12 Ekim 2005opinion.telegraphAhmed Rashid
The last time the Pakistan army rode to the rescue of its citizens after a massive natural disaster, the result was a civil war and the loss of half the country.
That was in 1970, when half a million people in what was then East Pakistan drowned as a result of typhoons and floods, and the delay of the army in launching a relief effort led to enormous public anger and the eventual creation of Bangladesh.
The same army is once again in control of the country and of the desperately needed relief effort after an earthquake that in a breath has taken away 40,000 people - half of them children.
Western governments and Pakistanis will be looking closely at the political fall-out for President Pervez Musharraf, who remains a key Western ally, army chief, the supremo of the country and chief relief organiser. Will Gen Musharraf, like George W. Bush, have his Katrina moment, when the public turn against their leader?
For a country repeatedly facing monsoon floods, overflowing rivers, devastating storms and minor earthquakes, the army has been remarkably ill-prepared to face the current crisis.
Moreover, this is Azad Kashmir, where Pakistan has fought three wars with India, and invested trillions of rupees in military infrastructure to maintain 100,000 troops along the Line of Control.
Even though Azad Kashmir is supposed to be a model of development to expose the poverty in Indian-held Kashmir, the actual investment in social welfare and infrastructure such as roads and bridges has been minimal. The issue here is all about how much Third World governments are prepared to invest in their own people and disaster preparedness.
So far the army has been woefully slow in reacting to the disaster. Its much vaunted Crisis Management Cell - set up after 9/11, run by army officers and modelled on America's National Security Council - has itself been an abysmal disaster. Management on the ground has been superficial at best. Stories abound, such as the one about a 72-man team of Spanish rescuers and their sniffer dogs being kept waiting for 48 hours at Islamabad airport before someone told them where to go. But as the army operation kicks in, bolstered by foreign aid, money and helicopters, public anger will recede.
One may well ask why the seventh largest army in the world is holding its hand out for helicopters and tents when America has supplied dozens of helicopters since 9/11 and the country is one of the largest tent manufacturers in the world.
The army itself holds thousands of tents in stock, along with tens of thousands of tins of foodstuffs and blankets - which do not seem to have been released. Perhaps this is because the army continues to fight an insurgency in Balochistan and al-Qa'eda remnants in Waziristan along the border with Afghanistan. These operations are on-going even as the army runs the relief effort.
It has not gone unnoticed among Western intelligence agencies that the epicentre of the quake is also the epicentre of the camps run by Pakistani extremist groups affiliated to al-Qa'eda, where hundreds of Kashmiri militants and Afghans are being trained.

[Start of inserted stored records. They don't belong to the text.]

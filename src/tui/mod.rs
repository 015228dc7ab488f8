//! TUI - Terminal User Interface.
//!
//! Terminal rendering, input handling and the event loop for the
//! interactive tester.
//!
//! # Architecture
//!
//! ```text
//! TuiRunner (main thread)
//! ├── owns: SessionManager, focus, form buffers, log scroll
//! ├── reads: crossterm events -> TuiAction
//! └── drains: session events queued by the STOMP client task
//! ```
//!
//! # Modules
//!
//! - [`actions`] - TUI action type (`TuiAction`)
//! - [`guard`] - Terminal state RAII guard
//! - [`input`] - crossterm event to action mapping
//! - [`render`] - Main rendering function
//! - [`runner`] - TuiRunner struct and event loop
//! - [`scroll`] - Log scroll state
//! - [`widget_state`] - Text input and form state

// Rust guideline compliant 2026-02

pub mod actions;
pub mod guard;
pub mod input;
pub mod render;
pub mod runner;
pub mod scroll;
pub mod widget_state;

#[doc(inline)]
pub use actions::TuiAction;
#[doc(inline)]
pub use guard::{restore_terminal, TerminalGuard};
#[doc(inline)]
pub use input::event_to_action;
#[doc(inline)]
pub use render::{render, RenderContext, RenderResult};
#[doc(inline)]
pub use runner::{run, TuiRunner};
#[doc(inline)]
pub use scroll::LogScroll;
#[doc(inline)]
pub use widget_state::{FormState, InputWidgetState};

Afghan President Hamid Karzai has pointed the area out to visiting Western leaders on a map as being the centre of Taliban resurgence. The Kashmiris trained in this area still cross the Line of Control to ambush Indian patrols. The army, wishing to continue to exert pressure on India and Afghanistan, has turned a blind eye to these activities. While the army is likely to be wary of allowing Western aid agencies running pell-mell all over Azad Kashmir, it will now be impossible to keep these camps hidden and to continue training.

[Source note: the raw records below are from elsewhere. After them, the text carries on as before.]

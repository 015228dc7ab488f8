//! Events delivered from a client session to the manager.
//!
//! Every event travels inside an [`Envelope`] stamped with the id of the
//! session that produced it, so events from a session the manager already
//! released can be told apart from the live one.

/// Generation number of a client session.
#[derive(Debug, Clone, Copy, PartialEq, Eq, Hash, PartialOrd, Ord)]
pub struct SessionId(pub u64);

impl std::fmt::Display for SessionId {
    fn fmt(&self, f: &mut std::fmt::Formatter<'_>) -> std::fmt::Result {
        write!(f, "#{}", self.0)
    }
}

/// Something that happened on a client session.
#[derive(Debug, Clone, PartialEq, Eq)]
pub enum SessionEvent {
    /// Handshake completed.
    Connected,
    /// Diagnostic line from the client.
    Debug(String),
    /// A MESSAGE frame arrived on a subscription.
    MessageReceived {
        /// Destination the subscription was made for.
        destination: String,
        /// Raw frame body.
        body: String,
    },
    /// The server sent an ERROR frame.
    ErrorFrame {
        /// Pretty-printed JSON serialization of the frame.
        details: String,
    },
    /// The transport closed (by either side).
    Closed,
}

/// Session event stamped with its origin.
#[derive(Debug, Clone, PartialEq, Eq)]
pub struct Envelope {
    /// Session that produced the event.
    pub session: SessionId,
    /// The event itself.
    pub event: SessionEvent,
}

One positive result of the earthquake may be greater international and Pakistani civilian pressure to close these camps, thereby speeding up the peace process with India.
India has to respond to the tragedy not just by sending relief goods, but also by showing a greater willingness to start discussing Kashmir with Pakistan. So far India has refused to do so - insisting that many years of "confidence-building measures" are needed before it will discuss Kashmir.
But now that there are at least three million Kashmiris homeless on the Pakistani side and countless more on the Indian side, it's about time that India took the Kashmir issue seriously and both countries stop using these now totally destitute people as pawns.
Meanwhile Pakistan's political parties have rallied round the government in its hour of need. The Islamic fundamentalist leaders who have proclaimed that the earthquake was a result of God's anger at Musharraf cosying up to America and Israel have, thankfully, been completely ignored.
Once the relief effort is in place and the long, hard slog of rehabilitating millions of people starts, the heightened political awareness that catastrophes always bring in their wake will emerge.
For many Pakistanis, their first questions are likely to be: how long does their authoritarian military leader plan to rule over their lives, and when will they get a responsible elected government that is accountable for its failures?
In a few weeks, Musharraf will get back to the political business of trying to find a way to get himself elected as president in 2007 while staying as army chief. But he may find, just as President Bush did, that disasters make people much more reluctant to accept the status quo.